Ormoc Sugar Co., Inc. v. Treasurer of Ormoc City
Facts:
January 29, 1964, the municipal board of Ormoc City passed
Ordinance No. 4 Series of 1964 imposing a municipal tax for
all productions of centrifugal sugar milled equivalent to 1
% per export sale to USA and other foreign countries.
Payments were made under protest by Ormoc sugar
Company.
Sugar Company filed before CFI of Leyte a complaint against
the City of Ormoc alleging that the ordinance is
unconstitutional for being violative of the equal protection
clause and the rule of uniformity of taxation. In response,
defendants asserted that the tax ordinance was within the
city's power to enact under Local Autonomy Act and the
same did not violate constitutional limitations.
After pre-trial and submission of case memoranda, CFI
declared the ordinance constitutional, that it is within the
charter of the city.
Appeal was then taken to SC by the Ormoc Sugar Company
alleging the same statutory and constitutional violations.
Appellant questions the authority of the Municipal Board to
levy such tax in view of the Revised dministrative Code
which denies municipal councils to impose export tax.
Issue: Whether constitutional limits on the power of
taxation, and equal protection clause and rule of uniform
taxation were infringed?
Held:

We ruled that the equal protection clause applies only to


persons or things identically situated and does not bar a
reasonable classification of the subject of legislation, and a
classification is reasonable where (1) it is based on
substantial distinctions which make real differences; (2)
these are germane to the purpose of the law; (3) the
classification applies not only to present conditions but also
to future conditions which are substantially identical to
those of the present; (4) the classification applies only to
those who belong to the same class.
A perusal of the requisites instantly shows that the
questioned ordinance does not meet them, for it taxes only
centrifugal sugar produced and exported by the Ormoc
Sugar Company, Inc. and none other. At the time of the
taxing ordinance's enactment, Ormoc Sugar Company, Inc.,
it is true, was the only sugar central in the city of Ormoc.
Still, the classification, to be reasonable, should be in terms
applicable to future conditions as well. The taxing ordinance
should not be singular and exclusive as to exclude any
subsequently established sugar central, of the same class as
plaintiff, for the coverage of the tax. As it is now, even if
later a similar company is set up, it cannot be subject to the
tax because the ordinance expressly points only to Ormoc
City Sugar Company, Inc. as the entity to be levied upon.
The ordinance is unconstitutional.
Ysaruegi v. PAL
Facts: Petitioner was a former international flight steward of
PAL, herein respondent. Petitioner was dismissed because of
his failure to adhere to the weight standards of the airline
company.

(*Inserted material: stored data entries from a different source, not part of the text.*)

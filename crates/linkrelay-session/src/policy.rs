//! Disconnect classification and the reconnect policy.
//!
//! Every disconnect carries an optional numeric status code from the
//! client library. We sort it into one of four classes, and each class
//! maps to a retry rule:
//!
//! | Code(s)            | Class              | Rule                                   |
//! |--------------------|--------------------|----------------------------------------|
//! | 401, 500           | `SessionRejected`  | backoff, up to `rejected_limit`, then FATAL |
//! | 408, 428           | `Transient`        | backoff, unlimited                     |
//! | 515                | `RestartRequired`  | fixed short delay, attempts reset to 0 |
//! | none / anything else | `Unknown`        | backoff, unlimited                     |

use std::fmt;
use std::time::Duration;

use linkrelay_retry::RetryPolicy;
use tracing::warn;

/// Remote logged the session out.
pub const CODE_LOGGED_OUT: u16 = 401;
/// The client rejected the local session data.
pub const CODE_BAD_SESSION: u16 = 500;
/// Connection lost or timed out.
pub const CODE_CONNECTION_LOST: u16 = 408;
pub const CODE_CONNECTION_CLOSED: u16 = 428;
/// Protocol-mandated restart, sent right after pairing completes.
pub const CODE_RESTART_REQUIRED: u16 = 515;

/// What kind of disconnect this was.
#[derive(Debug, Clone, Copy, PartialEq, Eq)]
pub enum DisconnectClass {
    /// No code, or a code we don't recognize.
    Unknown,
    /// Session invalidated remotely or local data rejected.
    SessionRejected,
    /// Transport closed, lost, or timed out.
    Transient,
    /// The protocol wants a fresh socket.
    RestartRequired,
}

impl DisconnectClass {
    pub fn of(status_code: Option<u16>) -> Self {
        match status_code {
            Some(CODE_LOGGED_OUT | CODE_BAD_SESSION) => Self::SessionRejected,
            Some(CODE_CONNECTION_LOST | CODE_CONNECTION_CLOSED) => Self::Transient,
            Some(CODE_RESTART_REQUIRED) => Self::RestartRequired,
            _ => Self::Unknown,
        }
    }
}

impl fmt::Display for DisconnectClass {
    fn fmt(&self, f: &mut fmt::Formatter<'_>) -> fmt::Result {
        let name = match self {
            Self::Unknown => "unknown",
            Self::SessionRejected => "session rejected",
            Self::Transient => "transient",
            Self::RestartRequired => "restart required",
        };
        f.write_str(name)
    }
}

/// What kind of failure happened while setting up a connection.
#[derive(Debug, Clone, Copy, PartialEq, Eq)]
pub enum StartupFailureClass {
    /// Stored data failed to decode or decrypt.
    Integrity,
    Other,
}

impl StartupFailureClass {
    const INTEGRITY_MARKERS: [&'static str; 5] =
        ["decrypt", "decode", "invalid", "corrupt", "malformed"];

    /// Integrity if the message mentions one of the marker words
    /// (case-insensitive).
    pub fn of(message: &str) -> Self {
        let lower = message.to_lowercase();
        if Self::INTEGRITY_MARKERS.iter().any(|m| lower.contains(m)) {
            Self::Integrity
        } else {
            Self::Other
        }
    }
}

/// Reconnect timings and limits.
#[derive(Debug, Clone, PartialEq, Eq)]
pub struct ReconnectPolicy {
    /// Backoff step: the delay after attempt `n` is `n * base_delay`.
    pub base_delay: Duration,
    /// Backoff ceiling (before jitter).
    pub max_delay: Duration,
    /// Uniform random `0..=jitter` added to every backoff delay.
    pub jitter: Duration,
    /// Retries allowed for [`DisconnectClass::SessionRejected`].
    pub rejected_limit: u32,
    /// Retries allowed for [`StartupFailureClass::Integrity`].
    pub integrity_limit: u32,
    /// Delay before reconnecting after [`DisconnectClass::RestartRequired`].
    pub restart_delay: Duration,
    /// Delay before reconnecting after an explicit reset.
    pub reset_restart_delay: Duration,
}

impl Default for ReconnectPolicy {
    fn default() -> Self {
        Self {
            base_delay: Duration::from_millis(5_000),
            max_delay: Duration::from_millis(30_000),
            jitter: Duration::from_millis(1_000),
            rejected_limit: 5,
            integrity_limit: 10,
            restart_delay: Duration::from_millis(1_000),
            reset_restart_delay: Duration::from_millis(3_000),
        }
    }
}

impl ReconnectPolicy {
    /// Fix values that would make the schedule nonsensical.
    ///
    /// - `max_delay` is raised to `base_delay` if smaller.
    pub fn validated(mut self) -> Self {
        if self.max_delay < self.base_delay {
            warn!(
                base_ms = self.base_delay.as_millis() as u64,
                max_ms = self.max_delay.as_millis() as u64,
                "max_delay below base_delay, raising"
            );
            self.max_delay = self.base_delay;
        }
        self
    }

    /// The shared backoff schedule: `min(max_delay, base_delay * n) + jitter`.
    pub fn backoff(&self) -> RetryPolicy {
        RetryPolicy::linear(self.base_delay, Some(self.max_delay)).with_jitter(self.jitter)
    }
}
//! Identity and lifecycle types shared across the stack.

use std::fmt;

use chrono::{DateTime, Utc};
use serde::{Deserialize, Serialize};

// ---------------------------------------------------------------------------
// Identity types
// ---------------------------------------------------------------------------

/// The messaging-network account a session is linked to.
///
/// A newtype over the raw id string (for example `"15551234567:3@s.net"`),
/// so an account id can't be confused with a chat id in a signature.
#[derive(Debug, Clone, PartialEq, Eq, Hash, Serialize, Deserialize)]
#[serde(transparent)]
pub struct AccountId(pub String);

impl fmt::Display for AccountId {
    fn fmt(&self, f: &mut fmt::Formatter<'_>) -> fmt::Result {
        f.write_str(&self.0)
    }
}

/// Tags one session instance.
///
/// Every (re)connection attempt gets the next generation. Anything that
/// arrives tagged with an older generation came from a session that has
/// already been torn down and must be ignored.
#[derive(Debug, Clone, Copy, PartialEq, Eq, PartialOrd, Ord, Hash, Default, Serialize, Deserialize)]
#[serde(transparent)]
pub struct Generation(pub u64);

impl Generation {
    /// Returns the generation that follows this one.
    pub fn next(self) -> Self {
        Self(self.0 + 1)
    }
}

impl fmt::Display for Generation {
    fn fmt(&self, f: &mut fmt::Formatter<'_>) -> fmt::Result {
        write!(f, "gen-{}", self.0)
    }
}

// ---------------------------------------------------------------------------
// Connection log
// ---------------------------------------------------------------------------

/// One row of the append-only `connection_logs` relation.
///
/// `status_code` is `None` when the transport closed without reporting a
/// code at all.
#[derive(Debug, Clone, PartialEq, Eq, Serialize, Deserialize)]
pub struct ConnectionLogEntry {
    pub event_type: String,
    pub status_code: Option<u16>,
    pub reason: String,
    pub attempt_number: u32,
    pub timestamp: DateTime<Utc>,
}

impl ConnectionLogEntry {
    /// Event type for a successful connection.
    pub const CONNECTED: &'static str = "connected";
    /// Event type for a closed connection.
    pub const DISCONNECT: &'static str = "disconnect";

    /// A `connected` row, stamped now.
    pub fn connected() -> Self {
        Self {
            event_type: Self::CONNECTED.into(),
            status_code: Some(200),
            reason: "Success".into(),
            attempt_number: 0,
            timestamp: Utc::now(),
        }
    }

    /// A `disconnect` row, stamped now.
    pub fn disconnect(status_code: Option<u16>, reason: &str, attempt_number: u32) -> Self {
        Self {
            event_type: Self::DISCONNECT.into(),
            status_code,
            reason: reason.into(),
            attempt_number,
            timestamp: Utc::now(),
        }
    }
}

Petitioner claims that he was illegally dismissed.
Issue: Whether or not petitioner was discriminated against
when he was dismissed.

Held: Petition denied. To make his claim more believable,


petitioner invokes the equal protection clause guaranty of
the Constitution. However, in the absence of governmental
interference, the liberties guaranteed by the Constitution
cannot be invoked. Put differently, the Bill of Rights is not
meant to be invoked against acts of private individuals.

Indeed, the US Supreme Court, in interpreting the 14th


Amendment, which is the source of our equal protection
guarantee, is consistent in saying that the equal protection
erects no shield against private conduct, however
discriminatory or wrongful. Private actions, no matter how
egregious, cannot violate the equal protection guarantee.